The sunscreen scandal shocking Australia - the world's skin cancer hotspot


Like many Australians, Rach grew up terrified of the sun in the country with the highest rates of skin cancer in the world. Her childhood was characterised by the infamous no hat, no play rule that is commonplace in Australian schools, 90s advertisements that warned the sun would give you cancer, and sunscreen tubes that stood guard at every door in her home.


It made the now 34-year-old the kind of person who religiously applies sunscreen multiple times a day and rarely leaves the house without a hat. So she was shocked when doctors found a skin cancer on her nose during a check last November, something they said was abnormal given her age and ray-dodging regime.

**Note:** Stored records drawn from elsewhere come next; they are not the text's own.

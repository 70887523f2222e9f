//! Frontier for a single traversal
//!
//! This module handles:
//! - FIFO ordering of pending URLs (breadth-first)
//! - The admission set of every URL ever enqueued
//! - The page bound, which caps admissions

use crate::url::canonicalize;
use std::collections::{HashSet, VecDeque};
use url::Url;

/// Pending URLs plus the set of URLs ever admitted
///
/// Invariant: `visited_count() <= max_pages`. A URL enters the visited set at
/// the moment it is enqueued and never leaves it.
#[derive(Debug)]
pub struct Frontier {
    /// URLs waiting to be fetched, in admission order
    queue: VecDeque<Url>,

    /// Canonical form of every URL ever admitted
    visited: HashSet<String>,

    /// Maximum number of admissions
    max_pages: usize,
}

impl Frontier {
    /// Creates a frontier seeded with one URL
    ///
    /// The seed is admitted unconditionally; `max_pages` must be at least 1 for
    /// the bound invariant to hold, and is raised to 1 otherwise.
    pub fn new(seed: &Url, max_pages: usize) -> Self {
        let mut frontier = Self {
            queue: VecDeque::new(),
            visited: HashSet::new(),
            max_pages: max_pages.max(1),
        };
        frontier.admit(seed);
        frontier
    }

    /// Takes the next URL to fetch
    ///
    /// Returns None once the queue is exhausted.
    pub fn next_url(&mut self) -> Option<Url> {
        if self.visited.len() > self.max_pages {
            return None;
        }
        self.queue.pop_front()
    }

    /// Admits a URL if it is new and the bound has room
    ///
    /// The URL is canonicalized first. Insertion into the visited set and the
    /// queue happen together.
    ///
    /// # Returns
    ///
    /// * `true` - The URL was enqueued
    /// * `false` - Already seen, or the bound is reached
    pub fn admit(&mut self, url: &Url) -> bool {
        if self.is_full() {
            return false;
        }

        let canonical = canonicalize(url);
        if !self.visited.insert(canonical.as_str().to_string()) {
            return false;
        }

        self.queue.push_back(canonical);
        true
    }

    /// Returns true if no further URL can be admitted
    pub fn is_full(&self) -> bool {
        self.visited.len() >= self.max_pages
    }

    /// Returns true if the URL (in canonical form) was ever admitted
    pub fn has_seen(&self, url: &Url) -> bool {
        self.visited.contains(canonicalize(url).as_str())
    }

    /// Number of URLs ever admitted
    pub fn visited_count(&self) -> usize {
        self.visited.len()
    }

    /// Number of URLs still waiting
    pub fn pending_count(&self) -> usize {
        self.queue.len()
    }

    /// The admission bound
    pub fn max_pages(&self) -> usize {
        self.max_pages
    }
}

#[cfg(test)]
mod tests {
    use super::*;

    fn url(s: &str) -> Url {
        Url::parse(s).unwrap()
    }

    #[test]
    fn test_seed_is_admitted() {
        let mut frontier = Frontier::new(&url("http://example.test/home"), 3);
        assert_eq!(frontier.visited_count(), 1);
        assert_eq!(frontier.pending_count(), 1);
        assert_eq!(
            frontier.next_url().map(|u| u.to_string()),
            Some("http://example.test/home".to_string())
        );
        assert_eq!(frontier.next_url(), None);
    }

    #[test]
    fn test_fifo_order() {
        let mut frontier = Frontier::new(&url("http://example.test/"), 10);
        frontier.next_url();

        assert!(frontier.admit(&url("http://example.test/a")));
        assert!(frontier.admit(&url("http://example.test/b")));
        assert!(frontier.admit(&url("http://example.test/c")));

        let order: Vec<String> = std::iter::from_fn(|| frontier.next_url())
            .map(|u| u.path().to_string())
            .collect();
        assert_eq!(order, vec!["/a", "/b", "/c"]);
    }

    #[test]
    fn test_duplicate_rejected() {
        let mut frontier = Frontier::new(&url("http://example.test/"), 10);
        assert!(frontier.admit(&url("http://example.test/a")));
        assert!(!frontier.admit(&url("http://example.test/a")));
        assert_eq!(frontier.visited_count(), 2);
    }

    #[test]
    fn test_fragment_variants_are_one_entry() {
        let mut frontier = Frontier::new(&url("http://example.test/"), 10);
        assert!(frontier.admit(&url("http://example.test/a#one")));
        assert!(!frontier.admit(&url("http://example.test/a#two")));
        assert!(!frontier.admit(&url("http://example.test/a")));
        assert!(!frontier.admit(&url("http://example.test/#top")));
        assert!(frontier.has_seen(&url("http://example.test/a#three")));
    }

    #[test]
    fn test_bound_caps_admissions() {
        let mut frontier = Frontier::new(&url("http://example.test/"), 3);
        assert!(frontier.admit(&url("http://example.test/1")));
        assert!(frontier.admit(&url("http://example.test/2")));
        assert!(frontier.is_full());
        assert!(!frontier.admit(&url("http://example.test/3")));
        assert_eq!(frontier.visited_count(), 3);
    }

    #[test]
    fn test_admitted_urls_still_dequeued_after_bound() {
        let mut frontier = Frontier::new(&url("http://example.test/"), 2);
        frontier.next_url();
        assert!(frontier.admit(&url("http://example.test/1")));
        assert!(frontier.is_full());
        assert!(frontier.next_url().is_some());
        assert!(frontier.next_url().is_none());
    }

    #[test]
    fn test_dequeued_url_stays_visited() {
        let mut frontier = Frontier::new(&url("http://example.test/"), 5);
        frontier.next_url();
        assert!(!frontier.admit(&url("http://example.test/")));
    }

    #[test]
    fn test_zero_bound_raised_to_one() {
        let frontier = Frontier::new(&url("http://example.test/"), 0);
        assert_eq!(frontier.max_pages(), 1);
        assert!(frontier.visited_count() <= frontier.max_pages());
    }
}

Though technically classified as a low grade skin cancer – a basal cell carcinoma – it had to be surgically removed, leaving the Newcastle mum with a scar just below her eye. I was just confused, and I was a little bit angry because I was like, 'Are you kidding me?' Rach told the BBC. I thought I'd done all the right stuff and it still happened to me. That rage grew when she learned the sunscreen she had been using for years was unreliable and, according to some tests, offered next to no sun protection at all.

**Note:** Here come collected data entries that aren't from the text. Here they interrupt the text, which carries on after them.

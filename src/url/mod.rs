//! URL handling module for Site Word Finder
//!
//! This module provides seed normalization, fragment canonicalization and host
//! extraction for scope checks.

mod domain;
mod normalize;

// Re-export main functions
pub use domain::{host_of, is_in_scope};
pub use normalize::{canonicalize, normalize_url};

Independent analysis by a trusted consumer advocacy group has found that several of Australia's most popular, and expensive, sunscreens are not providing the protection they claim to, kicking off a national scandal. There has been a massive backlash from customers, a probe launched by the country's medical watchdog, multiple products pulled from shelves, and questions raised about the regulation of sunscreen around the globe.


Australians have a complicated relationship with the sun: they love it, but they also fear it. Effective public health messaging – which has drilled Slip, Slop, Slap into their heads – competes with a beauty culture which often idolises bronzed skin. The country has the highest incidence of skin cancers in the world and it is estimated that two out of three Australians will have at least one cut out in their lifetime.


So when Choice Australia released its damning report in June, it immediately made waves. The group had tested 20 sunscreens in an independent accredited Australian lab, finding 16 did not meet the SPF, or skin protection factor, rating listed on the packet. Ultra Violette's Lean Screen SPF 50+ Mattifying Zinc Skinscreen, a facial product that Rach says she used exclusively, was the most significant failure identified. Other brands also featured prominently in the report, but many have rejected the findings.


The uproar caused by the report prompted swift responses from brands, with Ultra Violette recalling its product after inconsistency in test results. This sunscreen scandal has shaken consumer trust and is a wake-up call for regulatory bodies and consumers alike regarding the safety and efficacy of sun protection products.